TreeHugger had the opportunity to ask him a few questions about this latest expedition.TreeHugger: We hear you're preparing for another adventure. What's the destination this time?
David de Rothschild: Yes, I am getting ready for another adventure. We're heading off for the amazon early next week. Part of the team is already down there now. It's a pretty interesting adventure, and we will attempt to use art as a way to raise awareness on social and environmental issues.
We're going down into Northeast Brazil, an area that is slated for the Bello Monte Dam complex. The area is actually called the "Big Bend," which is part of the Xingu River. We'll start out in a place called Altamira and we travel from there, up the river, and try and have conversations with various communities along the way to try and work out what will be lost when the construction of the hydroelectric dam goes forward.
TH: Why did you choose the "Big Bend" area, specifically?

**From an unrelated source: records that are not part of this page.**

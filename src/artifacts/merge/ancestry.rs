//! First-parent ancestry walks
//!
//! History here is deliberately linear: every walk follows only the
//! first parent of each commit, so the merge base is the nearest commit
//! on the first-parent chains of both sides rather than a true lowest
//! common ancestor over the full graph. Walks treat unreadable commits
//! the same as reaching a root; callers that actually need a missing
//! object will fail when they load it.

use crate::areas::database::Database;
use crate::artifacts::objects::object_id::ObjectId;
use std::collections::HashSet;

/// Whether `ancestor` appears on the first-parent chain of `descendant`
pub fn is_ancestor(database: &Database, ancestor: &ObjectId, descendant: &ObjectId) -> bool {
    let mut cursor = Some(descendant.clone());

    while let Some(oid) = cursor {
        if &oid == ancestor {
            return true;
        }
        cursor = first_parent(database, &oid);
    }

    false
}

/// The merge base of two commits under first-parent traversal.
///
/// Collects the chain of `ours`, then walks `theirs` until a commit in
/// that chain turns up. `None` when the chains never meet.
pub fn find_merge_base(
    database: &Database,
    ours: &ObjectId,
    theirs: &ObjectId,
) -> Option<ObjectId> {
    let mut our_chain = HashSet::new();
    let mut cursor = Some(ours.clone());
    while let Some(oid) = cursor {
        cursor = first_parent(database, &oid);
        our_chain.insert(oid);
    }

    let mut cursor = Some(theirs.clone());
    while let Some(oid) = cursor {
        if our_chain.contains(&oid) {
            return Some(oid);
        }
        cursor = first_parent(database, &oid);
    }

    None
}

fn first_parent(database: &Database, oid: &ObjectId) -> Option<ObjectId> {
    match database.parse_object_as_commit(oid) {
        Ok(Some(commit)) => commit.parent().cloned(),
        _ => None,
    }
}

#[cfg(test)]
mod tests {
    use super::*;
    use crate::artifacts::index::index_entry::{EntryMetadata, IndexEntry};
    use crate::artifacts::objects::blob::Blob;
    use crate::artifacts::objects::commit::{Author, Commit};
    use crate::artifacts::objects::tree::Tree;
    use bytes::Bytes;
    use rstest::{fixture, rstest};

    #[fixture]
    fn database() -> (assert_fs::TempDir, Database) {
        let dir = assert_fs::TempDir::new().expect("failed to create temp dir");
        let database = Database::new(dir.path().join("objects").into_boxed_path());
        (dir, database)
    }

    fn commit_with_parents(
        database: &Database,
        content: &str,
        parents: Vec<ObjectId>,
    ) -> ObjectId {
        let blob = Blob::new(Bytes::from(content.as_bytes().to_vec()));
        let blob_oid = database.store(&blob).unwrap();

        let entry = IndexEntry::new("file.txt".to_string(), blob_oid, EntryMetadata::default());
        let tree = Tree::build(std::iter::once(&entry)).unwrap();
        let tree_oid = database.store(&tree).unwrap();

        let timestamp = chrono::DateTime::parse_from_rfc3339("2024-03-01T12:00:00+00:00").unwrap();
        let author = Author::new_with_timestamp(
            "Tester".to_string(),
            "tester@localhost".to_string(),
            timestamp,
        );
        let commit = Commit::new(parents, tree_oid, author, content.to_string());
        database.store(&commit).unwrap()
    }

    #[rstest]
    fn linear_chain_ancestry(database: (assert_fs::TempDir, Database)) {
        let (_dir, database) = database;
        let a = commit_with_parents(&database, "a", vec![]);
        let b = commit_with_parents(&database, "b", vec![a.clone()]);
        let c = commit_with_parents(&database, "c", vec![b.clone()]);

        assert!(is_ancestor(&database, &a, &c));
        assert!(is_ancestor(&database, &b, &c));
        assert!(!is_ancestor(&database, &c, &a));
    }

    #[rstest]
    fn every_commit_is_its_own_ancestor(database: (assert_fs::TempDir, Database)) {
        let (_dir, database) = database;
        let a = commit_with_parents(&database, "a", vec![]);

        assert!(is_ancestor(&database, &a, &a));
    }

    #[rstest]
    fn diverged_branches_share_their_fork_point(database: (assert_fs::TempDir, Database)) {
        let (_dir, database) = database;
        let base = commit_with_parents(&database, "base", vec![]);
        let left = commit_with_parents(&database, "left", vec![base.clone()]);
        let right = commit_with_parents(&database, "right", vec![base.clone()]);

        pretty_assertions::assert_eq!(
            find_merge_base(&database, &left, &right),
            Some(base.clone())
        );
        pretty_assertions::assert_eq!(find_merge_base(&database, &right, &left), Some(base));
    }

    #[rstest]
    fn unrelated_histories_have_no_base(database: (assert_fs::TempDir, Database)) {
        let (_dir, database) = database;
        let one = commit_with_parents(&database, "one", vec![]);
        let other = commit_with_parents(&database, "other", vec![]);

        pretty_assertions::assert_eq!(find_merge_base(&database, &one, &other), None);
    }

    #[rstest]
    fn walks_follow_only_the_first_parent(database: (assert_fs::TempDir, Database)) {
        let (_dir, database) = database;
        let root = commit_with_parents(&database, "root", vec![]);
        let side = commit_with_parents(&database, "side", vec![root.clone()]);
        let mainline = commit_with_parents(&database, "mainline", vec![root.clone()]);
        let merge = commit_with_parents(&database, "merge", vec![mainline.clone(), side.clone()]);

        // `side` is reachable through the merge's second parent only
        assert!(!is_ancestor(&database, &side, &merge));
        assert!(is_ancestor(&database, &mainline, &merge));
    }
}
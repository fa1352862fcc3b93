use crate::common::file::{FileSpec, write_file};
use assert_cmd::Command;
use assert_fs::TempDir;
use derive_new::new;
use rstest::fixture;
use std::path::Path;

#[fixture]
pub fn repository_dir() -> TempDir {
    TempDir::new().expect("Failed to create temp dir")
}

/// A repository with one commit: `hello.txt` containing `hi\n`
#[fixture]
pub fn committed_repository_dir(repository_dir: TempDir) -> TempDir {
    run_gogit_command(repository_dir.path(), &["init"])
        .assert()
        .success();

    write_file(FileSpec::new(
        repository_dir.path().join("hello.txt"),
        "hi\n".to_string(),
    ));

    run_gogit_command(repository_dir.path(), &["add", "hello.txt"])
        .assert()
        .success();

    gogit_commit(repository_dir.path(), "first").assert().success();

    repository_dir
}

pub fn run_gogit_command(dir: &Path, args: &[&str]) -> Command {
    let mut cmd = Command::cargo_bin("gogit").expect("Failed to find gogit binary");
    cmd.current_dir(dir);
    for arg in args {
        cmd.arg(arg);
    }
    cmd
}

#[derive(Debug, Clone, new)]
struct RandomAuthor {
    name: String,
    email: String,
}

fn generate_random_author() -> RandomAuthor {
    use fake::Fake;
    use fake::faker::internet::en::FreeEmail;
    use fake::faker::name::en::Name;

    let name = Name().fake::<String>().replace(" ", "_");
    let email = FreeEmail().fake::<String>();
    RandomAuthor::new(name, email)
}

pub fn gogit_commit(dir: &Path, message: &str) -> Command {
    let author = generate_random_author();
    let mut cmd = run_gogit_command(dir, &["commit", "-m", message]);
    cmd.envs(vec![
        ("GOGIT_AUTHOR_NAME", &author.name),
        ("GOGIT_AUTHOR_EMAIL", &author.email),
    ]);
    cmd
}
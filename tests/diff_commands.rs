use assert_fs::TempDir;
use predicates::prelude::predicate;
use rstest::rstest;

mod common;

use common::command::{committed_repository_dir, repository_dir, run_gogit_command};
use common::file::{FileSpec, write_file};

#[rstest]
fn clean_tree_diffs_to_nothing(committed_repository_dir: TempDir) {
    let dir = committed_repository_dir;

    run_gogit_command(dir.path(), &["diff"])
        .assert()
        .success()
        .stdout(predicate::str::is_empty());
}

#[rstest]
fn modified_line_renders_a_unified_hunk(repository_dir: TempDir) {
    let dir = repository_dir;
    run_gogit_command(dir.path(), &["init"]).assert().success();

    write_file(FileSpec::new(
        dir.path().join("poem.txt"),
        "one\ntwo\nthree\nfour\nfive\nsix\nseven\n".to_string(),
    ));
    run_gogit_command(dir.path(), &["add", "poem.txt"])
        .assert()
        .success();

    write_file(FileSpec::new(
        dir.path().join("poem.txt"),
        "one\ntwo\nthree\nFOUR\nfive\nsix\nseven\n".to_string(),
    ));

    run_gogit_command(dir.path(), &["diff"])
        .assert()
        .success()
        .stdout(predicate::str::contains("--- a/poem.txt"))
        .stdout(predicate::str::contains("+++ b/poem.txt"))
        .stdout(predicate::str::contains("@@ -1,7 +1,7 @@"))
        .stdout(predicate::str::contains("-four"))
        .stdout(predicate::str::contains("+FOUR"))
        .stdout(predicate::str::contains(" three"))
        .stdout(predicate::str::contains(" five"));
}

#[rstest]
fn deleted_file_renders_as_a_full_removal(committed_repository_dir: TempDir) {
    let dir = committed_repository_dir;

    std::fs::remove_file(dir.path().join("hello.txt")).unwrap();

    run_gogit_command(dir.path(), &["diff"])
        .assert()
        .success()
        .stdout(predicate::str::contains("--- a/hello.txt"))
        .stdout(predicate::str::contains("+++ b/hello.txt"))
        .stdout(predicate::str::contains("@@ -1,2 +0,0 @@"))
        .stdout(predicate::str::contains("-hi"));
}

#[rstest]
fn distant_changes_produce_separate_hunks(repository_dir: TempDir) {
    let dir = repository_dir;
    run_gogit_command(dir.path(), &["init"]).assert().success();

    let original: String = (1..=30).map(|n| format!("line{n}\n")).collect();
    write_file(FileSpec::new(dir.path().join("long.txt"), original.clone()));
    run_gogit_command(dir.path(), &["add", "long.txt"])
        .assert()
        .success();

    let edited = original
        .replace("line3\n", "LINE3\n")
        .replace("line25\n", "LINE25\n");
    write_file(FileSpec::new(dir.path().join("long.txt"), edited));

    let assertion = run_gogit_command(dir.path(), &["diff"]).assert().success();
    let stdout = String::from_utf8(assertion.get_output().stdout.clone()).unwrap();

    pretty_assertions::assert_eq!(stdout.matches("@@ -").count(), 2);
}

#[rstest]
fn staged_matching_content_is_silent(committed_repository_dir: TempDir) {
    let dir = committed_repository_dir;

    // stat-only change: rewritten identical content hashes the same
    write_file(FileSpec::new(dir.path().join("hello.txt"), "hi\n".to_string()));

    run_gogit_command(dir.path(), &["diff"])
        .assert()
        .success()
        .stdout(predicate::str::is_empty());
}
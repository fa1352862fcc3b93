use crate::areas::repository::Repository;
use crate::artifacts::diff::diff_algorithm::diff_lines;
use crate::artifacts::diff::hunk::build_hunks;
use crate::artifacts::objects::blob::Blob;
use crate::artifacts::objects::object::Object;
use colored::Colorize;
use std::io::Write;
use std::path::Path;

impl Repository {
    /// Unified diff of the working tree against the index.
    ///
    /// Files whose blob hash matches the staged hash are silent; deleted
    /// files render as full removals; unreadable blobs are skipped.
    pub async fn diff(&mut self) -> anyhow::Result<()> {
        let index = self.index();
        let mut index = index.lock().await;
        index.rehydrate()?;

        for entry in index.entries() {
            let entry_path = Path::new(&entry.path);

            if !self.workspace().file_exists(entry_path) {
                let Ok(Some(old_blob)) = self.database().parse_object_as_blob(&entry.oid) else {
                    continue;
                };
                self.print_file_removal(&entry.path, old_blob.content())?;
                continue;
            }

            let Ok(current) = self.workspace().read_file(entry_path) else {
                continue;
            };

            let current_oid = Blob::new(current.clone()).object_id()?;
            if current_oid == entry.oid {
                continue;
            }

            let Ok(Some(old_blob)) = self.database().parse_object_as_blob(&entry.oid) else {
                continue;
            };

            self.print_file_diff(&entry.path, old_blob.content(), &current)?;
        }

        Ok(())
    }

    fn print_file_headers(&self, path: &str) -> anyhow::Result<()> {
        writeln!(self.writer(), "{}", format!("--- a/{path}").bold())?;
        writeln!(self.writer(), "{}", format!("+++ b/{path}").bold())?;
        Ok(())
    }

    fn print_file_removal(&self, path: &str, old_content: &[u8]) -> anyhow::Result<()> {
        self.print_file_headers(path)?;

        let old_text = String::from_utf8_lossy(old_content);
        let old_lines: Vec<&str> = old_text.split('\n').collect();

        writeln!(self.writer(), "@@ -1,{} +0,0 @@", old_lines.len())?;
        for line in old_lines {
            writeln!(self.writer(), "{}", format!("-{line}").red())?;
        }

        Ok(())
    }

    fn print_file_diff(
        &self,
        path: &str,
        old_content: &[u8],
        new_content: &[u8],
    ) -> anyhow::Result<()> {
        self.print_file_headers(path)?;

        let old_text = String::from_utf8_lossy(old_content);
        let new_text = String::from_utf8_lossy(new_content);
        let old_lines: Vec<&str> = old_text.split('\n').collect();
        let new_lines: Vec<&str> = new_text.split('\n').collect();

        let edits = diff_lines(&old_lines, &new_lines);
        for line in build_hunks(&edits) {
            let rendered = match line.as_bytes().first() {
                Some(b'+') => line.green().to_string(),
                Some(b'-') => line.red().to_string(),
                Some(b'@') => line.cyan().to_string(),
                _ => line,
            };
            writeln!(self.writer(), "{rendered}")?;
        }

        Ok(())
    }
}
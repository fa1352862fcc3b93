use assert_fs::TempDir;
use predicates::prelude::*;
use rstest::rstest;

mod common;

use common::blob_hash;
use common::command::{committed_repository_dir, gogit_commit, repository_dir, run_gogit_command};
use common::file::{FileSpec, write_file};

#[rstest]
fn add_stages_a_single_file(repository_dir: TempDir) {
    let dir = repository_dir;
    run_gogit_command(dir.path(), &["init"]).assert().success();

    write_file(FileSpec::new(dir.path().join("hello.txt"), "hi\n".to_string()));

    run_gogit_command(dir.path(), &["add", "hello.txt"])
        .assert()
        .success()
        .stdout(predicate::str::contains("add 'hello.txt'"));

    run_gogit_command(dir.path(), &["status"])
        .assert()
        .success()
        .stdout(predicate::str::contains("new file:   hello.txt"));
}

#[rstest]
fn add_writes_the_blob_into_the_object_store(repository_dir: TempDir) {
    let dir = repository_dir;
    run_gogit_command(dir.path(), &["init"]).assert().success();

    write_file(FileSpec::new(dir.path().join("hello.txt"), "hi\n".to_string()));

    run_gogit_command(dir.path(), &["add", "hello.txt"])
        .assert()
        .success();

    let hash = blob_hash(b"hi\n");
    let object_path = dir
        .path()
        .join(".gogit")
        .join("objects")
        .join(&hash[..2])
        .join(&hash[2..]);
    assert!(object_path.is_file(), "missing object for blob {hash}");

    let framed = common::decompress_object(dir.path(), &hash);
    pretty_assertions::assert_eq!(framed, b"blob 3\0hi\n");
}

#[rstest]
fn add_walks_directories_and_skips_the_state_directory(repository_dir: TempDir) {
    let dir = repository_dir;
    run_gogit_command(dir.path(), &["init"]).assert().success();

    write_file(FileSpec::new(dir.path().join("top.txt"), "top".to_string()));
    write_file(FileSpec::new(
        dir.path().join("nested").join("deep").join("file.txt"),
        "deep".to_string(),
    ));

    run_gogit_command(dir.path(), &["add", "."])
        .assert()
        .success()
        .stdout(predicate::str::contains("add 'top.txt'"))
        .stdout(predicate::str::contains("add 'nested/deep/file.txt'"))
        .stdout(predicate::str::contains("HEAD").not());

    run_gogit_command(dir.path(), &["status"])
        .assert()
        .success()
        .stdout(predicate::str::contains("new file:   nested/deep/file.txt"))
        .stdout(predicate::str::contains("new file:   top.txt"));
}

#[rstest]
fn re_adding_a_changed_file_replaces_its_entry(committed_repository_dir: TempDir) {
    let dir = committed_repository_dir;

    write_file(FileSpec::new(dir.path().join("hello.txt"), "bye\n".to_string()));

    run_gogit_command(dir.path(), &["add", "hello.txt"])
        .assert()
        .success();

    // the single entry now carries the new blob; nothing is left unstaged
    let status = run_gogit_command(dir.path(), &["status"]).assert().success();
    let stdout = String::from_utf8(status.get_output().stdout.clone()).unwrap();
    pretty_assertions::assert_eq!(stdout.matches("hello.txt").count(), 1);
    assert!(stdout.contains("modified:   hello.txt"));
    assert!(!stdout.contains("not staged"));

    let hash = blob_hash(b"bye\n");
    let object_path = dir
        .path()
        .join(".gogit")
        .join("objects")
        .join(&hash[..2])
        .join(&hash[2..]);
    assert!(object_path.is_file());
}

#[rstest]
fn adding_a_deleted_path_unstages_it(committed_repository_dir: TempDir) {
    let dir = committed_repository_dir;

    std::fs::remove_file(dir.path().join("hello.txt")).unwrap();

    run_gogit_command(dir.path(), &["add", "hello.txt"])
        .assert()
        .success();

    run_gogit_command(dir.path(), &["status"])
        .assert()
        .success()
        .stdout(predicate::str::contains("deleted:    hello.txt"));
}

#[rstest]
fn executable_files_are_staged_with_their_mode(repository_dir: TempDir) {
    use std::os::unix::fs::PermissionsExt;

    let dir = repository_dir;
    run_gogit_command(dir.path(), &["init"]).assert().success();

    let script = dir.path().join("run.sh");
    write_file(FileSpec::new(script.clone(), "#!/bin/sh\n".to_string()));
    std::fs::set_permissions(&script, std::fs::Permissions::from_mode(0o755)).unwrap();

    run_gogit_command(dir.path(), &["add", "run.sh"])
        .assert()
        .success();
    gogit_commit(dir.path(), "add script").assert().success();

    let head_hash = common::read_branch_ref(dir.path(), "main");
    let commit_text = String::from_utf8(common::decompress_object(dir.path(), &head_hash)).unwrap();
    let tree_hash = commit_text
        .lines()
        .next()
        .and_then(|line| line.split_once("tree "))
        .map(|(_, hash)| hash.to_string())
        .unwrap();

    let tree_bytes = common::decompress_object(dir.path(), &tree_hash);
    let needle = b"100755 run.sh\0";
    assert!(
        tree_bytes
            .windows(needle.len())
            .any(|window| window == needle),
        "tree entry does not carry the executable mode"
    );
}

#[rstest]
fn add_requires_a_path_argument(repository_dir: TempDir) {
    let dir = repository_dir;
    run_gogit_command(dir.path(), &["init"]).assert().success();

    run_gogit_command(dir.path(), &["add"]).assert().failure();
}

#[rstest]
fn staged_content_survives_further_edits(repository_dir: TempDir) {
    let dir = repository_dir;
    run_gogit_command(dir.path(), &["init"]).assert().success();

    write_file(FileSpec::new(dir.path().join("note.txt"), "v1\n".to_string()));
    run_gogit_command(dir.path(), &["add", "note.txt"])
        .assert()
        .success();

    write_file(FileSpec::new(dir.path().join("note.txt"), "v2\n".to_string()));
    gogit_commit(dir.path(), "snapshot of v1").assert().success();

    // the committed tree holds v1, the working tree v2
    run_gogit_command(dir.path(), &["status"])
        .assert()
        .success()
        .stdout(predicate::str::contains("modified:   note.txt"));
}
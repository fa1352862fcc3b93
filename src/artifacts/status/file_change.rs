use colored::Colorize;

/// Change between the HEAD tree and the index (staged side)
#[derive(Debug, Clone, Copy, PartialEq, Eq, PartialOrd, Ord)]
pub enum IndexChangeType {
    Added,
    Modified,
    Deleted,
}

impl IndexChangeType {
    fn label(&self) -> &'static str {
        match self {
            IndexChangeType::Added => "new file:   ",
            IndexChangeType::Modified => "modified:   ",
            IndexChangeType::Deleted => "deleted:    ",
        }
    }
}

impl std::fmt::Display for IndexChangeType {
    fn fmt(&self, f: &mut std::fmt::Formatter<'_>) -> std::fmt::Result {
        write!(f, "{}", self.label().green())
    }
}

/// Change between the index and the working tree (unstaged side)
#[derive(Debug, Clone, Copy, PartialEq, Eq, PartialOrd, Ord)]
pub enum WorkspaceChangeType {
    Modified,
    Deleted,
}

impl WorkspaceChangeType {
    fn label(&self) -> &'static str {
        match self {
            WorkspaceChangeType::Modified => "modified:   ",
            WorkspaceChangeType::Deleted => "deleted:    ",
        }
    }
}

impl std::fmt::Display for WorkspaceChangeType {
    fn fmt(&self, f: &mut std::fmt::Formatter<'_>) -> std::fmt::Result {
        write!(f, "{}", self.label().red())
    }
}
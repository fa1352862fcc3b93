//! Line diffing: LCS edit script plus unified hunk assembly

pub(crate) mod diff_algorithm;
pub(crate) mod hunk;
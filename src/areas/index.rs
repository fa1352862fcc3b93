//! Staging index
//!
//! The index tracks the files that will make up the next commit. On disk
//! it is a single binary stream: a `GIDX` header, path-sorted entries and
//! a trailing SHA-1 over everything before it. The checksum is verified
//! before any entry is decoded, so a flipped byte anywhere in the file is
//! caught up front.

use crate::artifacts::index::checksum::{Checksum, verify_trailing};
use crate::artifacts::index::index_entry::IndexEntry;
use crate::artifacts::index::index_header::IndexHeader;
use crate::artifacts::index::{HEADER_SIZE, SIGNATURE, VERSION};
use crate::artifacts::objects::object::{Packable, Unpackable};
use anyhow::anyhow;
use std::collections::BTreeMap;
use std::io::Cursor;
use std::path::Path;

#[derive(Debug, Clone)]
pub struct Index {
    /// Path to the index file (`.gogit/index`)
    path: Box<Path>,
    /// Staged entries keyed by path; map order is the on-disk order
    entries: BTreeMap<String, IndexEntry>,
    /// Set when the in-memory state has diverged from disk
    changed: bool,
}

impl Index {
    pub fn new(path: Box<Path>) -> Self {
        Index {
            path,
            entries: BTreeMap::new(),
            changed: false,
        }
    }

    pub fn path(&self) -> &Path {
        &self.path
    }

    pub fn entry_by_path(&self, path: &str) -> Option<&IndexEntry> {
        self.entries.get(path)
    }

    pub fn entries(&self) -> impl Iterator<Item = &IndexEntry> {
        self.entries.values()
    }

    pub fn is_empty(&self) -> bool {
        self.entries.is_empty()
    }

    /// Drop all entries, e.g. before rebuilding from a checked-out tree
    pub fn clear(&mut self) {
        self.entries.clear();
        self.changed = true;
    }

    /// Add an entry, replacing any existing entry with the same path
    pub fn add(&mut self, entry: IndexEntry) {
        self.entries.insert(entry.path.clone(), entry);
        self.changed = true;
    }

    /// Remove the entry with the given path; absent paths are a no-op
    pub fn remove(&mut self, path: &str) {
        if self.entries.remove(path).is_some() {
            self.changed = true;
        }
    }

    /// Load the index from disk.
    ///
    /// A missing file is not an error: the index is simply empty. A file
    /// that exists but fails the length, checksum, magic or version
    /// checks is corrupt.
    pub fn rehydrate(&mut self) -> anyhow::Result<()> {
        self.entries.clear();
        self.changed = false;

        let data = match std::fs::read(self.path()) {
            Ok(data) => data,
            Err(error) if error.kind() == std::io::ErrorKind::NotFound => return Ok(()),
            Err(error) => return Err(error.into()),
        };

        if data.len() < HEADER_SIZE {
            return Err(anyhow!("index file too short"));
        }

        let payload = verify_trailing(&data)?;
        let mut reader = Cursor::new(payload);

        let entries_count = self.parse_header(&mut reader)?;
        self.parse_entries(entries_count, &mut reader)?;

        Ok(())
    }

    fn parse_header(&self, reader: &mut Cursor<&[u8]>) -> anyhow::Result<u32> {
        let header = IndexHeader::deserialize(reader)?;

        if header.marker != SIGNATURE {
            return Err(anyhow!("invalid index signature: {}", header.marker));
        }

        if header.version != VERSION {
            return Err(anyhow!("unsupported index version: {}", header.version));
        }

        Ok(header.entries_count)
    }

    fn parse_entries(
        &mut self,
        entries_count: u32,
        reader: &mut Cursor<&[u8]>,
    ) -> anyhow::Result<()> {
        for _ in 0..entries_count {
            let entry = IndexEntry::deserialize(&mut *reader)
                .map_err(|_| anyhow!("unexpected end-of-file while reading index"))?;
            self.entries.insert(entry.path.clone(), entry);
        }

        Ok(())
    }

    /// Serialize the entries in path order and replace the file on disk.
    ///
    /// Skipped when nothing changed since the last load or write.
    pub fn write_updates(&mut self) -> anyhow::Result<()> {
        if !self.changed && self.path.exists() {
            return Ok(());
        }

        let index_file = std::fs::OpenOptions::new()
            .write(true)
            .create(true)
            .truncate(true)
            .open(self.path())?;

        let mut writer = Checksum::new(index_file);

        let header = IndexHeader::new(SIGNATURE.to_string(), VERSION, self.entries.len() as u32);
        writer.write(&header.serialize()?)?;

        for entry in self.entries() {
            writer.write(&entry.serialize()?)?;
        }

        writer.write_checksum()?;
        self.changed = false;

        Ok(())
    }
}

#[cfg(test)]
mod tests {
    use super::*;
    use crate::artifacts::index::index_entry::EntryMetadata;
    use crate::artifacts::index::{CHECKSUM_SIZE, ENTRY_BLOCK};
    use crate::artifacts::objects::object_id::ObjectId;
    use rstest::{fixture, rstest};

    #[fixture]
    fn index() -> (assert_fs::TempDir, Index) {
        let dir = assert_fs::TempDir::new().expect("failed to create temp dir");
        let index = Index::new(dir.path().join("index").into_boxed_path());
        (dir, index)
    }

    fn oid(hex_digit: char) -> ObjectId {
        ObjectId::try_parse(hex_digit.to_string().repeat(40)).unwrap()
    }

    fn entry(path: &str, id: ObjectId) -> IndexEntry {
        IndexEntry::new(path.to_string(), id, EntryMetadata::default())
    }

    #[rstest]
    fn missing_file_reads_as_empty(index: (assert_fs::TempDir, Index)) {
        let (_dir, mut index) = index;
        index.rehydrate().unwrap();
        assert!(index.is_empty());
    }

    #[rstest]
    fn write_read_round_trip_sorts_by_path(index: (assert_fs::TempDir, Index)) {
        let (_dir, mut index) = index;
        index.add(entry("zebra.txt", oid('a')));
        index.add(entry("alpha/beta.txt", oid('b')));
        index.add(entry("middle.txt", oid('c')));
        index.write_updates().unwrap();

        let mut reloaded = Index::new(index.path().to_path_buf().into_boxed_path());
        reloaded.rehydrate().unwrap();

        let paths: Vec<&str> = reloaded.entries().map(|e| e.path.as_str()).collect();
        pretty_assertions::assert_eq!(paths, ["alpha/beta.txt", "middle.txt", "zebra.txt"]);
    }

    #[rstest]
    fn entry_region_is_block_aligned(index: (assert_fs::TempDir, Index)) {
        let (_dir, mut index) = index;
        index.add(entry("one.txt", oid('1')));
        index.add(entry("deeply/nested/file.rs", oid('2')));
        index.write_updates().unwrap();

        let on_disk = std::fs::read(index.path()).unwrap();
        let entry_region = on_disk.len() - HEADER_SIZE - CHECKSUM_SIZE;
        assert_eq!(entry_region % ENTRY_BLOCK, 0);
    }

    #[rstest]
    fn adding_the_same_path_replaces_the_entry(index: (assert_fs::TempDir, Index)) {
        let (_dir, mut index) = index;
        index.add(entry("hello.txt", oid('a')));
        index.add(entry("hello.txt", oid('b')));

        pretty_assertions::assert_eq!(index.entries().count(), 1);
        pretty_assertions::assert_eq!(index.entry_by_path("hello.txt").unwrap().oid, oid('b'));
    }

    #[rstest]
    fn removing_a_missing_path_is_a_no_op(index: (assert_fs::TempDir, Index)) {
        let (_dir, mut index) = index;
        index.add(entry("kept.txt", oid('a')));
        index.remove("not-there.txt");

        pretty_assertions::assert_eq!(index.entries().count(), 1);
    }

    #[rstest]
    fn every_single_byte_flip_is_detected(index: (assert_fs::TempDir, Index)) {
        let (_dir, mut index) = index;
        index.add(entry("hello.txt", oid('a')));
        index.write_updates().unwrap();

        let pristine = std::fs::read(index.path()).unwrap();
        for position in 0..pristine.len() {
            let mut tampered = pristine.clone();
            tampered[position] ^= 0x01;
            std::fs::write(index.path(), &tampered).unwrap();

            assert!(
                index.rehydrate().is_err(),
                "flip at byte {position} went undetected"
            );
        }
    }

    #[rstest]
    fn truncated_file_is_corrupt(index: (assert_fs::TempDir, Index)) {
        let (_dir, mut index) = index;
        std::fs::write(index.path(), b"GIDX").unwrap();

        let error = index.rehydrate().unwrap_err();
        assert!(error.to_string().contains("too short"));
    }
}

DDR: We chose this area just because it's one of the areas that will be effected most. Obviously, when you create a dam there are two major outcomes. One is flooding to create a reservoir to store the water so the flow is consistent and you can generate electricity consistently as it flows past the turbine. The other is that while you're flooding one area, you're also blocking off another. So this hundred kilometer stretches of the Xingu river is one of the stretches that will be most effected. It will be drying up. More than 80 percent of the current volume of the river is expected to disappear. That will have a huge social effect in addition to impacting fisheries, groundwater, transport routes. It will also create areas of stagnant water which will introduce the issue of water-born diseases. These are all things that aren't cited in an environmental impact assessment.
We're told that this is "green power" and everyone should be happy.
TH: Can you explain a little bit more about what you'll be doing while you're in the Amazon?
DDR: There will be around 20,000 people that will be directly displaced by the reservoir and flooding. There have been some relocation programs identified by the government, but they really haven't figured out how they are going to move these indigenous tribes. Still, it's one of these things where they have no choice.
In addition, you're going to have huge migrations into the area as well. They're estimating that there may be as many as 100,000 migrants, most of which will be looking for jobs. The estimate that there will be about 20,000 jobs directly created and 25,000 indirectly created by the project. But that's only 45,000 new jobs. You still have 55,000 migrants largely unaccounted for.
So the combination of these two things will create some significant political, social, and environmental impacts.
We want to go along the river in this area as much as we can. We want to talk to the communities along the big bend to get a sense of what it feels like to have this inflicted upon you, what it feels like on the ground, and what will be lost from a social and environmental standpoint. It's a very rich area for biodiversity and the fact it will be effectively dried out by the dam opens the way for many extinctions and massive changes in the biodiversity of the region.
TH: Do you have any films or art pieces planned at this point?
DDR: We're going to wait and see. Of course we have a lot of ideas. One is that we would like to create a sort of totem pole with the community, based on a local legend.
It suggests that when this community is displaced, it will cause a widespread impact.